(DATA LISTING)

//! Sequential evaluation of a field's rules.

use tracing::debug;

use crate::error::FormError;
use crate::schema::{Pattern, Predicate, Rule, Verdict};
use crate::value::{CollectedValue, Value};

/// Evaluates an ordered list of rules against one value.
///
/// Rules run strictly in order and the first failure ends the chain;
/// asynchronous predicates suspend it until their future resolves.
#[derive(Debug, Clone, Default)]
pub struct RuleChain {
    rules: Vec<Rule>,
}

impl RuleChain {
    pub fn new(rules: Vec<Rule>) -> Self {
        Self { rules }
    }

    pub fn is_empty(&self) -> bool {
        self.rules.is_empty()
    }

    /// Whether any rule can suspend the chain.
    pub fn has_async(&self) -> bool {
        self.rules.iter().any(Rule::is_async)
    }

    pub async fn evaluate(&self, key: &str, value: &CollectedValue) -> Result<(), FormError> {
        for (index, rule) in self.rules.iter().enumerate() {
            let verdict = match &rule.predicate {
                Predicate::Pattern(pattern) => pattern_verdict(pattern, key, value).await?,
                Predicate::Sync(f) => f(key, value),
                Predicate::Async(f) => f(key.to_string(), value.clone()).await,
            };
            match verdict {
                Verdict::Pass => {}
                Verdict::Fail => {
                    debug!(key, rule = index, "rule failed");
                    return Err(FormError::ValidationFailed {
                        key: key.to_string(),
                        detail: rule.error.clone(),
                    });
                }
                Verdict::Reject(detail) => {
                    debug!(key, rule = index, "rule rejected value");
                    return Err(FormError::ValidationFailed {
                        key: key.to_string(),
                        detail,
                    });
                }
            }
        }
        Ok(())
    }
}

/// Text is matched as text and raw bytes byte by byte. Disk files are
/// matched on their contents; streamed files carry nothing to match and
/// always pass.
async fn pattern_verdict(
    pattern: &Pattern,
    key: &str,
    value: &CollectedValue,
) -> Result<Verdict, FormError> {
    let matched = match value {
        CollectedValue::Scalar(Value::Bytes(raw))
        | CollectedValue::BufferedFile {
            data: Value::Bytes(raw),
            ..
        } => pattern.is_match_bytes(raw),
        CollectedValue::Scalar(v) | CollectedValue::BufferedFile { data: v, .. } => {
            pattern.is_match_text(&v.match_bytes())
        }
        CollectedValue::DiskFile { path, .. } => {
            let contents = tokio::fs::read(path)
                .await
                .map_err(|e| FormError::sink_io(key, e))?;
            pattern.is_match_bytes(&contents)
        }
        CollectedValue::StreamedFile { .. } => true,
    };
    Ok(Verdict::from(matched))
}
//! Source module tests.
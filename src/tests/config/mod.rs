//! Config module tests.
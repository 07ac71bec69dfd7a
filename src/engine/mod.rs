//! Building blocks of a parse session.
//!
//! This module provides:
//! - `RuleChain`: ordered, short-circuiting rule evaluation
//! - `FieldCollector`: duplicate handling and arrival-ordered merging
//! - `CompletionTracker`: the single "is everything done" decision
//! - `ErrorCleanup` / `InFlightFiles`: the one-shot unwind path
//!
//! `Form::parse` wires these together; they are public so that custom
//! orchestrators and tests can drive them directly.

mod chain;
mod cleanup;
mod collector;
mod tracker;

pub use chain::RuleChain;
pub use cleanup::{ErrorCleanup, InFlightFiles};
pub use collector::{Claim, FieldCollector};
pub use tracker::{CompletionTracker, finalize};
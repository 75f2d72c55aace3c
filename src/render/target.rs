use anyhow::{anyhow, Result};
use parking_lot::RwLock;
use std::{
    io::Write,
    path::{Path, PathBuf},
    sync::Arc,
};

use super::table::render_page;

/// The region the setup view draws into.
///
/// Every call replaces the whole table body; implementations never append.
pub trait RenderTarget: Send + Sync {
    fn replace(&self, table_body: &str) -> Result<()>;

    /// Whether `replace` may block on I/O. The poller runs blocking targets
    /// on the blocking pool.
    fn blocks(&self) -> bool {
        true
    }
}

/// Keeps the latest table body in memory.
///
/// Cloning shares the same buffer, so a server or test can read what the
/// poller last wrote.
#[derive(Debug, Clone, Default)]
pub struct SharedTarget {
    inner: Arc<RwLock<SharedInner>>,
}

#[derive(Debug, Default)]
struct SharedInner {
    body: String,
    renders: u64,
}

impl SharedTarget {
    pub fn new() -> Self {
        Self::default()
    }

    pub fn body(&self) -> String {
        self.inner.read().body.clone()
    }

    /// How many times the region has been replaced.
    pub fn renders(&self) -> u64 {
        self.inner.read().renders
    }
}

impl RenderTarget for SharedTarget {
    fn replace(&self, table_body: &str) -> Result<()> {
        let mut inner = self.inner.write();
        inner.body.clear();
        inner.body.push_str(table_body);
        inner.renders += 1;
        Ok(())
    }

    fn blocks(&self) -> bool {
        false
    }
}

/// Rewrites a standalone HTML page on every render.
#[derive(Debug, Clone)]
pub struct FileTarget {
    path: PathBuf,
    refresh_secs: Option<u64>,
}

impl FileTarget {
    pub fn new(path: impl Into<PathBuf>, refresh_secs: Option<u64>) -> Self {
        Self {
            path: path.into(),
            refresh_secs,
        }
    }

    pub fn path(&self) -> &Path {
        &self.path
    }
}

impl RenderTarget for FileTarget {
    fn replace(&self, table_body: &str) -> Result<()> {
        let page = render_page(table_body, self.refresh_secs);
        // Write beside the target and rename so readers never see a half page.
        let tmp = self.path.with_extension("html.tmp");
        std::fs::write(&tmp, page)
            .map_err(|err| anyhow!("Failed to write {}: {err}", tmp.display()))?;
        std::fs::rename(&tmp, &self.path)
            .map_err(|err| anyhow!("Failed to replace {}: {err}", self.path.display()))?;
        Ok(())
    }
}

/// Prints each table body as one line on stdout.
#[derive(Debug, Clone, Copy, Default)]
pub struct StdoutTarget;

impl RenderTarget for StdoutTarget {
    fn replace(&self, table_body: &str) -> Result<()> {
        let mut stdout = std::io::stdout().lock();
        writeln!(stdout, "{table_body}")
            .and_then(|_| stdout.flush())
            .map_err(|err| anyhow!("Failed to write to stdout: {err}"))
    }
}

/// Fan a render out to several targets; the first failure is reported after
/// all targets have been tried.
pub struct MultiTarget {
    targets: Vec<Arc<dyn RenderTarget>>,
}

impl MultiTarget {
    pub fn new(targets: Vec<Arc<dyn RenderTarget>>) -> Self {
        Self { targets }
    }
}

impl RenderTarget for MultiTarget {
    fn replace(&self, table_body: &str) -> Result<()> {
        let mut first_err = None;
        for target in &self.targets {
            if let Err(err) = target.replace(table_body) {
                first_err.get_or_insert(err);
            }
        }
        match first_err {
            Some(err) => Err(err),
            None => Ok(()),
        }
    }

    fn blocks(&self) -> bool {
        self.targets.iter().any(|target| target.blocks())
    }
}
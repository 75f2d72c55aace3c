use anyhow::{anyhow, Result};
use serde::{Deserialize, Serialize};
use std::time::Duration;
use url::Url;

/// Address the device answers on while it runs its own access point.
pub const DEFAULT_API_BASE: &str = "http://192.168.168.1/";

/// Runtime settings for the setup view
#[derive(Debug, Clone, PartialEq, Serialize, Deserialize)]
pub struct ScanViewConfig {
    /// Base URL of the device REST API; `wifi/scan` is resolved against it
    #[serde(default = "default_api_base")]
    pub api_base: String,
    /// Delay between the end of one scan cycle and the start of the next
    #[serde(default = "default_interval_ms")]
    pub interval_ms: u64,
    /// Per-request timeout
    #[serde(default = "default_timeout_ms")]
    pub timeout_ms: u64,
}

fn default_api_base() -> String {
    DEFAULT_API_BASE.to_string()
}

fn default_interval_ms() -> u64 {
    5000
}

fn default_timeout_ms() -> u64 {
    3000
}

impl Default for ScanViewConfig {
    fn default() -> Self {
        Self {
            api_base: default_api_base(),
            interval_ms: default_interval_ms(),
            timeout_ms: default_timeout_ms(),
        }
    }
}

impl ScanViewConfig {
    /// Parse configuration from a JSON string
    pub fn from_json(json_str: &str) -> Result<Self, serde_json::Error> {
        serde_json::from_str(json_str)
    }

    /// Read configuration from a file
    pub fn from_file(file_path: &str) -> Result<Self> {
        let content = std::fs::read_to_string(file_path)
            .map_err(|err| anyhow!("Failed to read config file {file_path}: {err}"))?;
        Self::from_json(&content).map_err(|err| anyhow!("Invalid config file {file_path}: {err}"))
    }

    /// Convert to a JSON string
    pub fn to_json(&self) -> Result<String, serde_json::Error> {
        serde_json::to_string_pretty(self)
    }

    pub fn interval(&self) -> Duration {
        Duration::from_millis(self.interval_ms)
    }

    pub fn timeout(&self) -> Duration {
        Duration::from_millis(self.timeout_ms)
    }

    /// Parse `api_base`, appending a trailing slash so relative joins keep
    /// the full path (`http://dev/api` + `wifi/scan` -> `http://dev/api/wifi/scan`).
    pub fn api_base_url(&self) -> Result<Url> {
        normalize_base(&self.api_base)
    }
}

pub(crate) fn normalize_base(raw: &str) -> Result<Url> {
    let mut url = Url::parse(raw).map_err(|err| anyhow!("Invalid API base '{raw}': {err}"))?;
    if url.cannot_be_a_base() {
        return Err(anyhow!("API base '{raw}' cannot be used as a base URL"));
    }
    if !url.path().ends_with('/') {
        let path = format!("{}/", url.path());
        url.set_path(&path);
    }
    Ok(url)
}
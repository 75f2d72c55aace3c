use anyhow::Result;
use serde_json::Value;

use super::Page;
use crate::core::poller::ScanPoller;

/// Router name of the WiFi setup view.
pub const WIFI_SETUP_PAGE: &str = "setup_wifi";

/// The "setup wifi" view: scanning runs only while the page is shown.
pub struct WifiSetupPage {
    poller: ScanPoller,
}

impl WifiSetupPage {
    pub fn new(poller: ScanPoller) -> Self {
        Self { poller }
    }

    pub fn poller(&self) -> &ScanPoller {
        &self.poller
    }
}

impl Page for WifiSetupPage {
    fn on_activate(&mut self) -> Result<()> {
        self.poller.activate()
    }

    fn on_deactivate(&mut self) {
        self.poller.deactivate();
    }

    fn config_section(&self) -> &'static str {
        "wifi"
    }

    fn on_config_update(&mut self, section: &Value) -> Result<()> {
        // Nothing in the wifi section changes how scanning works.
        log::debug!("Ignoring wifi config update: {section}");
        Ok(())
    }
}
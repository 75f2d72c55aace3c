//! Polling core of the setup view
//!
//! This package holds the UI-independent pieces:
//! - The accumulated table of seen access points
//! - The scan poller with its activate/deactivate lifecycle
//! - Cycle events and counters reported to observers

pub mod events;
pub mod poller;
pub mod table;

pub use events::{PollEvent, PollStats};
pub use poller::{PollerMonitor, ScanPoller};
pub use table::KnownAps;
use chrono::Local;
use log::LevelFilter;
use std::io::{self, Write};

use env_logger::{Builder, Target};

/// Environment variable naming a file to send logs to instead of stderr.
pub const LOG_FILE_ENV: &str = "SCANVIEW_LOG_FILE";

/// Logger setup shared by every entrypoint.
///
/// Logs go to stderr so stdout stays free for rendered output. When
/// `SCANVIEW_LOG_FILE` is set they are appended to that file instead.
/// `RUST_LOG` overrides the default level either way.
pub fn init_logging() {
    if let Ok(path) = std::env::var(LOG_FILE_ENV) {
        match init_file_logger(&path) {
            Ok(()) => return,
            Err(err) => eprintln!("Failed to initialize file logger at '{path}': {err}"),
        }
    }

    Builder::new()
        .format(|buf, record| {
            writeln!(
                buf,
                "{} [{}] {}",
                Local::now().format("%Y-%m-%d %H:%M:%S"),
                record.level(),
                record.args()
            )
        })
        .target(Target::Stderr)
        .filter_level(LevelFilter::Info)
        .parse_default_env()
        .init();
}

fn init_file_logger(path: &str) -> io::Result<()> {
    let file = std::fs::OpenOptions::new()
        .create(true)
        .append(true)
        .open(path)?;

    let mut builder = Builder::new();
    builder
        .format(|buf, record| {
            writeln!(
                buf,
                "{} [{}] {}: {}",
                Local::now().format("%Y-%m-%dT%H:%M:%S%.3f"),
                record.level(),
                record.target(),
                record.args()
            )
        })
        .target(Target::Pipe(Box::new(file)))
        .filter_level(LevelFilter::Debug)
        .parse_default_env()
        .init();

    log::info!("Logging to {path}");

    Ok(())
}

(End DATA LISTING)

= TASK ITEM =
Reproduce exactly the first line of the listing and every line after it, through the one containing "for (index, rule)". Nothing else belongs in the output.

= RESPONSE BOX =
//! Sequential evaluation of a field's rules.

use tracing::debug;

use crate::error::FormError;
use crate::schema::{Pattern, Predicate, Rule, Verdict};
use crate::value::{CollectedValue, Value};

/// Evaluates an ordered list of rules against one value.
///
/// Rules run strictly in order and the first failure ends the chain;
/// asynchronous predicates suspend it until their future resolves.
#[derive(Debug, Clone, Default)]
pub struct RuleChain {
    rules: Vec<Rule>,
}

impl RuleChain {
    pub fn new(rules: Vec<Rule>) -> Self {
        Self { rules }
    }

    pub fn is_empty(&self) -> bool {
        self.rules.is_empty()
    }

    /// Whether any rule can suspend the chain.
    pub fn has_async(&self) -> bool {
        self.rules.iter().any(Rule::is_async)
    }

    pub async fn evaluate(&self, key: &str, value: &CollectedValue) -> Result<(), FormError> {
        for (index, rule) in self.rules.iter().enumerate() {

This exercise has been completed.